E após a escolha de um local seguro e verificado em todos os aspectos, o perímetro é montado e quem não está de sentinela pode enfim tomar um banho, usando apenas 1 litro de água e lenços umedecidos, e também, hora de telefonar para casa se houver sinal de celular ou satélite. Para alguns esse é sempre o melhor momento do dia, pois além da retirada do pesado equipamento pessoal e do banho, o momento de deitar-se e adormecer vendo as constelações é algo apaziguante para o espírito.
Foto por Bruno Jézequel/l'Editiondusoir.


Foto por Bruno Jézequel/l'Editiondusoir.

Foto por Bruno Jézequel/l'Editiondusoir.

"Já vimos de tudo um pouco aqui como o que muitos já viram no Afeganistão; Desde garotos pastores que nos atacam apenas com um fuzil até mesmo grupos de jihadistas fortemente armados em caminhonetes modernas, que nos procuram para se entregarem. Aqui estamos em outro mundo, é algo humano mas ao mesmo tempo surreal para que está apenas acostumado à rotina na França, mesmo sendo militar. Nossos homens vivem aqui o que podemos chamar de verdadeiro espírito de coesão, uma camaradagem que advém do enfrentamento desse terreno bruto, dessa rotina rude, mas que é o que esses homens gostam, o que eles procuram em uma aventura com um mixto de tecnologia de ponta e rusticidade que jamais poderia ser vivida em um cotidiano ordinário na França."; declara o Colonél Jean Marc Giraud, Comandante do 3e Rima.

Foto por Bruno Jézequel/l'Editiondusoir.

Foto por Bruno Jézequel/l'Editiondusoir.

Foto por Bruno Jézequel/l'Editiondusoir.

Foto por Bruno Jézequel/l'Editiondusoir.

Foto por Bruno Jézequel/l'Editiondusoir.

Foto por Bruno Jézequel/l'Editiondusoir.

Foto por Bruno Jézequel/l'Editiondusoir.

Foto por Bruno Jézequel/l'Editiondusoir.

Foto por Bruno Jézequel/l'Editiondusoir.

O autor Bruno Jezequel é fotojornalista especializado em conflitos, e obteve uma das raras permissões de acompanhar uma coluna de operações, e esteve junto das forças francesas no Mali acompanhando algumas operações que fizeram parte das sub-operações "Panga e Bayard" na semana passada, à serviço da Ouest France e l'Édition du Soir.
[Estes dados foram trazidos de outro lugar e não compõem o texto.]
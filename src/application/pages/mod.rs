pub mod contact;
pub mod home;
pub mod project_detail;
pub mod projects;

pub use contact::*;
pub use home::*;
pub use project_detail::*;
pub use projects::*;

/// Outcome of a page's single data fetch.
#[derive(Debug, Clone, PartialEq)]
pub enum LoadState<T> {
    Loading,
    Ready(T),
    Failed(String),
}

impl<T> LoadState<T> {
    pub fn is_loading(&self) -> bool {
        matches!(self, LoadState::Loading)
    }
}
//! Scroll-driven presentation effects.
//!
//! Each effect owns its watcher registration through a [`WatchGuard`], so
//! dropping the effect (unmounting the page that holds it) always releases
//! the registration, whether or not it ever fired.

pub mod parallax;
pub mod reveal;

pub use parallax::*;
pub use reveal::*;

use crate::ports::{ViewportWatcher, WatchId};
use std::sync::Arc;

/// A live registration with a [`ViewportWatcher`], released on drop.
pub struct WatchGuard {
    watcher: Arc<dyn ViewportWatcher>,
    id: WatchId,
}

impl WatchGuard {
    pub fn new(watcher: Arc<dyn ViewportWatcher>, id: WatchId) -> Self {
        Self { watcher, id }
    }

    pub fn id(&self) -> WatchId {
        self.id
    }
}

impl Drop for WatchGuard {
    fn drop(&mut self) {
        self.watcher.release(self.id);
    }
}

impl std::fmt::Debug for WatchGuard {
    fn fmt(&self, f: &mut std::fmt::Formatter<'_>) -> std::fmt::Result {
        f.debug_struct("WatchGuard").field("id", &self.id).finish()
    }
}

/// How far along a visual effect is drawn, in logical pixels.
#[derive(Debug, Clone, Copy, PartialEq)]
pub struct Presentation {
    pub opacity: f64,
    pub offset_x: f64,
    pub offset_y: f64,
}

impl Presentation {
    pub const SETTLED: Presentation = Presentation {
        opacity: 1.0,
        offset_x: 0.0,
        offset_y: 0.0,
    };
}

#[cfg(test)]
pub(crate) mod testing {
    use crate::ports::{ElementId, ObserverOptions, ViewportWatcher, WatchId};
    use std::sync::atomic::{AtomicU64, Ordering};
    use std::sync::Mutex;

    /// Watcher that only records registrations; tests deliver entries by hand.
    #[derive(Default)]
    pub struct FakeWatcher {
        next_id: AtomicU64,
        active: Mutex<Vec<WatchId>>,
        released: Mutex<Vec<WatchId>>,
        options: Mutex<Vec<ObserverOptions>>,
    }

    impl FakeWatcher {
        pub fn active(&self) -> Vec<WatchId> {
            self.active.lock().unwrap().clone()
        }

        pub fn released(&self) -> Vec<WatchId> {
            self.released.lock().unwrap().clone()
        }

        pub fn observed_options(&self) -> Vec<ObserverOptions> {
            self.options.lock().unwrap().clone()
        }

        fn register(&self) -> WatchId {
            let id = WatchId(self.next_id.fetch_add(1, Ordering::SeqCst));
            self.active.lock().unwrap().push(id);
            id
        }
    }

    impl ViewportWatcher for FakeWatcher {
        fn observe(&self, _element: ElementId, options: ObserverOptions) -> WatchId {
            self.options.lock().unwrap().push(options);
            self.register()
        }

        fn listen_scroll(&self, _element: ElementId) -> WatchId {
            self.register()
        }

        fn release(&self, watch: WatchId) {
            self.active.lock().unwrap().retain(|id| *id != watch);
            self.released.lock().unwrap().push(watch);
        }
    }
}
use std::fmt;

use super::{DomainError, DomainResult, ProjectId};

/// Addressable pages of the site.
#[derive(Debug, Clone, PartialEq, Eq)]
pub enum Route {
    Home,
    Projects,
    ProjectDetail(ProjectId),
    Contact,
}

impl Route {
    pub fn parse(path: &str) -> DomainResult<Self> {
        let trimmed = path.trim();
        let segments: Vec<&str> = trimmed
            .trim_start_matches('/')
            .trim_end_matches('/')
            .split('/')
            .filter(|s| !s.is_empty())
            .collect();

        match segments.as_slice() {
            [] => Ok(Route::Home),
            ["projects"] => Ok(Route::Projects),
            ["projects", id] => {
                let decoded = urlencoding::decode(id)
                    .map_err(|_| DomainError::InvalidId(id.to_string()))?;
                Ok(Route::ProjectDetail(ProjectId(decoded.into_owned())))
            }
            ["contact"] => Ok(Route::Contact),
            _ => Err(DomainError::InvalidRoute(trimmed.to_string())),
        }
    }

    pub fn path(&self) -> String {
        match self {
            Route::Home => "/".to_string(),
            Route::Projects => "/projects".to_string(),
            Route::ProjectDetail(id) => format!("/projects/{}", urlencoding::encode(&id.0)),
            Route::Contact => "/contact".to_string(),
        }
    }

    /// Exact-path match used to highlight the active navigation entry
    pub fn is_active(&self, nav_target: &Route) -> bool {
        self.path() == nav_target.path()
    }
}

impl fmt::Display for Route {
    fn fmt(&self, f: &mut fmt::Formatter<'_>) -> fmt::Result {
        write!(f, "{}", self.path())
    }
}

#[cfg(test)]
mod tests {
    use super::*;

    #[test]
    fn test_parse_known_routes() {
        assert_eq!(Route::parse("/").unwrap(), Route::Home);
        assert_eq!(Route::parse("").unwrap(), Route::Home);
        assert_eq!(Route::parse("/projects").unwrap(), Route::Projects);
        assert_eq!(Route::parse("/projects/").unwrap(), Route::Projects);
        assert_eq!(Route::parse("/contact").unwrap(), Route::Contact);
        assert_eq!(
            Route::parse("/projects/abc-123").unwrap(),
            Route::ProjectDetail(ProjectId::from("abc-123"))
        );
    }

    #[test]
    fn test_detail_segment_is_percent_decoded() {
        let route = Route::parse("/projects/a%20b").unwrap();
        assert_eq!(route, Route::ProjectDetail(ProjectId::from("a b")));
        assert_eq!(route.path(), "/projects/a%20b");
    }

    #[test]
    fn test_unknown_paths_are_rejected() {
        assert!(matches!(
            Route::parse("/blog"),
            Err(DomainError::InvalidRoute(_))
        ));
        assert!(Route::parse("/projects/a/b").is_err());
    }

    #[test]
    fn test_active_match_is_exact() {
        let detail = Route::ProjectDetail("x".into());
        assert!(!detail.is_active(&Route::Projects));
        assert!(Route::Projects.is_active(&Route::Projects));
    }
}
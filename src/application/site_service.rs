use super::AppResult;
use crate::domain::{ContactSubmission, Project, ProjectId, Record};
use crate::ports::{RecordPage, RecordStore, StoreError};
use std::sync::Arc;

/// Typed access to the content store collections.
pub struct SiteService {
    store: Arc<dyn RecordStore>,
}

impl SiteService {
    pub fn new(store: Arc<dyn RecordStore>) -> Self {
        Self { store }
    }

    /// Persist `record`. Stores may answer with the full record or with a bare
    /// acknowledgment; a reply that does not read back as `T` still counts as
    /// stored and yields `record` itself.
    pub async fn create<T: Record + Clone>(&self, record: &T) -> AppResult<T> {
        let value = serde_json::to_value(record)
            .map_err(|e| StoreError::Serialization(e.to_string()))?;

        let stored = self.store.create(T::COLLECTION, value).await?;
        match decode::<T>(stored) {
            Ok(stored) => Ok(stored),
            Err(e) => {
                tracing::debug!("{} create acknowledged without a full record: {}", T::COLLECTION, e);
                Ok(record.clone())
            }
        }
    }

    pub async fn get_by_id<T: Record>(&self, id: &str) -> AppResult<Option<T>> {
        match self.store.get_by_id(T::COLLECTION, id).await? {
            Some(value) => Ok(Some(decode(value)?)),
            None => Ok(None),
        }
    }

    pub async fn get_all<T: Record>(&self) -> AppResult<RecordPage<T>> {
        let page = self.store.get_all(T::COLLECTION).await?;
        let items = page
            .items
            .into_iter()
            .map(decode)
            .collect::<Result<Vec<T>, _>>()?;

        Ok(RecordPage {
            items,
            total_count: page.total_count,
        })
    }

    pub async fn list_projects(&self) -> AppResult<Vec<Project>> {
        let page = self.get_all::<Project>().await?;
        tracing::debug!("Loaded {} of {} projects", page.items.len(), page.total_count);
        Ok(page.items)
    }

    pub async fn get_project(&self, id: &ProjectId) -> AppResult<Option<Project>> {
        self.get_by_id::<Project>(&id.0).await
    }

    pub async fn submit_contact(&self, submission: &ContactSubmission) -> AppResult<ContactSubmission> {
        let stored = self.create(submission).await?;
        tracing::info!("Contact submission {} stored", stored.id);
        Ok(stored)
    }
}

fn decode<T: Record>(value: serde_json::Value) -> Result<T, StoreError> {
    serde_json::from_value(value).map_err(|e| {
        StoreError::Serialization(format!("Invalid {} record: {}", T::COLLECTION, e))
    })
}
use ratatui::style::{Color, Modifier, Style};

use crate::adapters::tui::document::{Block, Focus, LinkTarget, TextLine};
use crate::adapters::tui::widgets::TextInput;
use crate::application::pages::{ContactController, SubmitStatus, SUBMIT_SUCCESS_MESSAGE};
use crate::domain::{FormField, SiteProfile};

/// Input state the page needs beyond the controller.
#[derive(Debug, Clone, Copy, Default)]
pub struct FormView<'a> {
    pub focused_field: Option<FormField>,
    /// Validation problem from the last submit attempt
    pub notice: Option<&'a str>,
}

pub fn blocks(
    controller: &ContactController,
    profile: &SiteProfile,
    view: FormView<'_>,
    width: u16,
) -> Vec<Block> {
    let heading = Style::default().add_modifier(Modifier::BOLD);
    let muted = Style::default().fg(Color::Gray);

    let mut blocks = vec![
        Block::new(vec![
            TextLine::new("Let's Connect").style(heading),
            TextLine::new(
                "Have a project in mind or want to discuss data analysis opportunities? I'd love to hear from you.",
            )
            .style(muted),
        ])
        .gap(2),
        Block::text(TextLine::new("Send a Message").style(heading)),
    ];

    match controller.status() {
        SubmitStatus::Success => blocks.push(Block::text(
            TextLine::new(SUBMIT_SUCCESS_MESSAGE).style(Style::default().fg(Color::Green)),
        )),
        SubmitStatus::Error(message) => blocks.push(Block::text(
            TextLine::new(message.as_str()).style(Style::default().fg(Color::Red)),
        )),
        SubmitStatus::Idle | SubmitStatus::Submitting => {}
    }
    if let Some(notice) = view.notice {
        blocks.push(Block::text(
            TextLine::new(notice).style(Style::default().fg(Color::Yellow)),
        ));
    }

    for field in FormField::ALL {
        let input = TextInput::new(field, controller.form().field(field))
            .focused(view.focused_field == Some(field));
        blocks.push(Block::new(input.lines(width)).focus(Focus::Field(field)));
    }

    let button_style = if controller.can_submit() {
        Style::default().add_modifier(Modifier::BOLD)
    } else {
        Style::default().fg(Color::DarkGray)
    };
    blocks.push(
        Block::text(TextLine::raw(format!("[ {} ]", controller.submit_label())).style(button_style))
            .focus(Focus::Submit)
            .gap(3),
    );

    blocks.push(Block::new(vec![
        TextLine::new("Get in Touch").style(heading),
        TextLine::new(
            "I'm always open to discussing new projects, creative ideas, or opportunities to be part of your vision. Whether you need data analysis expertise or want to collaborate on innovative solutions, feel free to reach out.",
        )
        .style(muted),
    ]));

    blocks.push(Block::text(TextLine::new("Connect Online").style(heading)).gap(0));
    let channels = [
        ("Email", profile.email.clone(), profile.mailto()),
        ("LinkedIn", "Connect with me".to_string(), profile.linkedin_url.clone()),
        ("GitHub", "View my code".to_string(), profile.github_url.clone()),
    ];
    for (label, caption, url) in channels {
        blocks.push(
            Block::new(vec![
                TextLine::new(label).style(muted),
                TextLine::new(caption),
            ])
            .link(LinkTarget::External(url))
            .indent(2),
        );
    }

    blocks.push(
        Block::new(vec![
            TextLine::new("Response Time").style(heading),
            TextLine::new(
                "I typically respond to inquiries within 24-48 hours. For urgent matters, please mention it in your subject line.",
            ),
        ])
        .gap(2),
    );

    blocks
}

#[cfg(test)]
mod tests {
    use super::*;
    use chrono::Utc;

    fn texts(blocks: &[Block]) -> Vec<String> {
        blocks
            .iter()
            .flat_map(|b| b.lines.iter().map(|l| l.text.clone()))
            .collect()
    }

    #[test]
    fn test_form_fields_are_focusable_in_order() {
        let controller = ContactController::new();
        let blocks = blocks(&controller, &SiteProfile::default(), FormView::default(), 60);

        let fields: Vec<Focus> = blocks
            .iter()
            .filter_map(|b| b.focus.clone())
            .take(5)
            .collect();
        assert_eq!(
            fields,
            vec![
                Focus::Field(FormField::Name),
                Focus::Field(FormField::Email),
                Focus::Field(FormField::Subject),
                Focus::Field(FormField::Message),
                Focus::Submit,
            ]
        );
    }

    #[test]
    fn test_button_label_follows_status() {
        let mut controller = ContactController::new();
        let profile = SiteProfile::default();
        assert!(texts(&blocks(&controller, &profile, FormView::default(), 60))
            .contains(&"[ Send Message ]".to_string()));

        for field in FormField::ALL {
            controller.set_field(field, "x@y");
        }
        controller.begin_submit(Utc::now()).unwrap();
        assert!(texts(&blocks(&controller, &profile, FormView::default(), 60))
            .contains(&"[ Sending... ]".to_string()));

        controller.complete_submit(Ok(crate::domain::ContactSubmission::from_form(
            controller.form(),
            Utc::now(),
        )));
        assert!(texts(&blocks(&controller, &profile, FormView::default(), 60))
            .contains(&SUBMIT_SUCCESS_MESSAGE.to_string()));
    }
}
pub mod config_store;
pub mod record_store;
pub mod viewport;

pub use config_store::*;
pub use record_store::*;
pub use viewport::*;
Yam Wanders esteve no Mali na semana que se sucedeu a fase final da operação PANGA/BAYARD com a itenção de cobrir algo da mesma, porém essa pequena aventura será descrita com detalhes em breve em outra matéria, pois o mesmo e outros jornalistas de uma rede de TV da França, que foram por iniciativa própria cobrir a apresentação dos resultados da operação, acabaram detidos por supostos policiais do Mali, após uma confusão com guias locais que prometeram levar todos para próximo de uma das áreas das operações, que ocorriam em conjunto com as forças do Mali e da França. Infelizmente no decorrer da confusão toda, nossos equipamentos fotográficos e celulares com as  fotos já efetuadas acabaram sendo "apreendidos" por supostos policiais do Mali, e, ficamos sem imagens originais para ilustrar a nossa aventura na África... 
PS: Voltamos para a França no sábado à noite, com a ajuda prestimosa do pessoal da Embaixada da França no Mali, que providenciou nosso transporte para o aeroporto somente com as roupas do corpo, mas pelo menos, voltamos... rsrs!